* Problem to work on *
Go through the data and report each line that holds the string "Option".

* Given data *
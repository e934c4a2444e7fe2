//! Configuration Types
//!
//! 定义所有配置结构体

use serde::Deserialize;
use std::path::PathBuf;

/// 应用主配置
#[derive(Debug, Clone, Default, Deserialize)]
pub struct AppConfig {
    /// 服务器配置
    #[serde(default)]
    pub server: ServerConfig,

    /// 存储配置
    #[serde(default)]
    pub database: DatabaseConfig,

    /// 大模型配置
    #[serde(default)]
    pub llm: LlmConfig,

    /// 日志配置
    #[serde(default)]
    pub log: LogConfig,
}

/// 服务器配置
#[derive(Debug, Clone, Deserialize)]
pub struct ServerConfig {
    /// 监听地址
    #[serde(default = "default_host")]
    pub host: String,

    /// 监听端口
    #[serde(default = "default_port")]
    pub port: u16,

    /// 公开访问的 Base URL
    /// 如果未设置，则使用 http://{host}:{port}
    #[serde(default)]
    pub base_url: Option<String>,

    /// 前端构建产物托管
    #[serde(default)]
    pub static_files: StaticFilesConfig,
}

/// 静态文件服务配置
#[derive(Debug, Clone, Deserialize)]
pub struct StaticFilesConfig {
    #[serde(default)]
    pub enabled: bool,

    /// 静态文件目录
    #[serde(default = "default_static_dir")]
    pub dir: PathBuf,

    /// URL 路径前缀（如 "/" 表示根路径托管）
    #[serde(default = "default_static_path")]
    pub path: String,
}

fn default_static_dir() -> PathBuf {
    PathBuf::from("web/dist")
}

fn default_static_path() -> String {
    "/".to_string()
}

impl Default for StaticFilesConfig {
    fn default() -> Self {
        Self {
            enabled: false,
            dir: default_static_dir(),
            path: default_static_path(),
        }
    }
}

fn default_host() -> String {
    "0.0.0.0".to_string()
}

fn default_port() -> u16 {
    5060
}

impl Default for ServerConfig {
    fn default() -> Self {
        Self {
            host: default_host(),
            port: default_port(),
            base_url: None,
            static_files: StaticFilesConfig::default(),
        }
    }
}

impl ServerConfig {
    /// 获取服务器地址
    pub fn addr(&self) -> String {
        format!("{}:{}", self.host, self.port)
    }

    /// 获取公开的 Base URL
    pub fn public_base_url(&self) -> String {
        self.base_url.clone().unwrap_or_else(|| {
            let host = if self.host == "0.0.0.0" {
                "localhost"
            } else {
                &self.host
            };
            format!("http://{}:{}", host, self.port)
        })
    }
}

/// 存储后端
#[derive(Debug, Clone, Copy, PartialEq, Eq, Default, Deserialize)]
#[serde(rename_all = "lowercase")]
pub enum StorageBackend {
    #[default]
    Sqlite,
    Memory,
}

impl StorageBackend {
    pub fn as_str(&self) -> &'static str {
        match self {
            StorageBackend::Sqlite => "sqlite",
            StorageBackend::Memory => "memory",
        }
    }
}

/// 数据库配置
#[derive(Debug, Clone, Deserialize)]
pub struct DatabaseConfig {
    #[serde(default)]
    pub backend: StorageBackend,

    /// SQLite 文件路径
    #[serde(default = "default_db_path")]
    pub path: String,

    /// 最大连接数
    #[serde(default = "default_max_connections")]
    pub max_connections: u32,
}

fn default_db_path() -> String {
    "data/storyloom.db".to_string()
}

fn default_max_connections() -> u32 {
    5
}

impl Default for DatabaseConfig {
    fn default() -> Self {
        Self {
            backend: StorageBackend::default(),
            path: default_db_path(),
            max_connections: default_max_connections(),
        }
    }
}

/// 大模型配置
#[derive(Debug, Clone, Deserialize)]
pub struct LlmConfig {
    /// 未指定 provider 时使用的提供方
    #[serde(default = "default_provider")]
    pub default_provider: String,

    /// 请求超时时间（秒）
    #[serde(default = "default_llm_timeout")]
    pub timeout_secs: u64,

    /// 采样温度，0.0 ~ 2.0
    #[serde(default = "default_temperature")]
    pub temperature: f32,

    #[serde(default = "ProviderConfig::openai")]
    pub openai: ProviderConfig,

    #[serde(default = "ProviderConfig::gemini")]
    pub gemini: ProviderConfig,

    #[serde(default = "ProviderConfig::ollama")]
    pub ollama: ProviderConfig,
}

/// 已知的提供方名称
pub const KNOWN_PROVIDERS: &[&str] = &["openai", "gemini", "ollama"];

fn default_provider() -> String {
    "ollama".to_string()
}

fn default_llm_timeout() -> u64 {
    120
}

fn default_temperature() -> f32 {
    0.8
}

impl Default for LlmConfig {
    fn default() -> Self {
        Self {
            default_provider: default_provider(),
            timeout_secs: default_llm_timeout(),
            temperature: default_temperature(),
            openai: ProviderConfig::openai(),
            gemini: ProviderConfig::gemini(),
            ollama: ProviderConfig::ollama(),
        }
    }
}

/// 单个提供方的连接配置
#[derive(Debug, Clone, Deserialize)]
pub struct ProviderConfig {
    pub base_url: String,
    pub model: String,
    #[serde(default)]
    pub api_key: Option<String>,
}

impl ProviderConfig {
    fn new(base_url: &str, model: &str) -> Self {
        Self {
            base_url: base_url.to_string(),
            model: model.to_string(),
            api_key: None,
        }
    }

    pub fn openai() -> Self {
        Self::new("https://api.openai.com", "gpt-4o-mini")
    }

    pub fn gemini() -> Self {
        Self::new("https://generativelanguage.googleapis.com", "gemini-1.5-flash")
    }

    pub fn ollama() -> Self {
        Self::new("http://localhost:11434", "llama3.1")
    }

    /// 非空的 API Key
    pub fn api_key(&self) -> Option<&str> {
        self.api_key
            .as_deref()
            .map(str::trim)
            .filter(|key| !key.is_empty())
    }
}

/// 日志配置
#[derive(Debug, Clone, Deserialize)]
pub struct LogConfig {
    /// 日志级别，可被 RUST_LOG 覆盖
    #[serde(default = "default_log_level")]
    pub level: String,

    /// 是否启用 JSON 格式
    #[serde(default)]
    pub json: bool,
}

fn default_log_level() -> String {
    "info".to_string()
}

impl Default for LogConfig {
    fn default() -> Self {
        Self {
            level: default_log_level(),
            json: false,
        }
    }
}

#[cfg(test)]
mod tests {
    use super::*;

    #[test]
    fn test_default_config() {
        let config = AppConfig::default();
        assert_eq!(config.server.host, "0.0.0.0");
        assert_eq!(config.server.port, 5060);
        assert_eq!(config.database.backend, StorageBackend::Sqlite);
        assert_eq!(config.database.path, "data/storyloom.db");
        assert_eq!(config.llm.default_provider, "ollama");
        assert_eq!(config.llm.gemini.model, "gemini-1.5-flash");
    }

    #[test]
    fn test_server_addr() {
        let config = ServerConfig::default();
        assert_eq!(config.addr(), "0.0.0.0:5060");
        assert_eq!(config.public_base_url(), "http://localhost:5060");
    }

    #[test]
    fn test_blank_api_key_is_absent() {
        let mut provider = ProviderConfig::openai();
        assert_eq!(provider.api_key(), None);

        provider.api_key = Some("   ".to_string());
        assert_eq!(provider.api_key(), None);

        provider.api_key = Some(" sk-test ".to_string());
        assert_eq!(provider.api_key(), Some("sk-test"));
    }
}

* Output below *
    pub base_url: Option<String>,
    pub api_key: Option<String>,
    pub fn api_key(&self) -> Option<&str> {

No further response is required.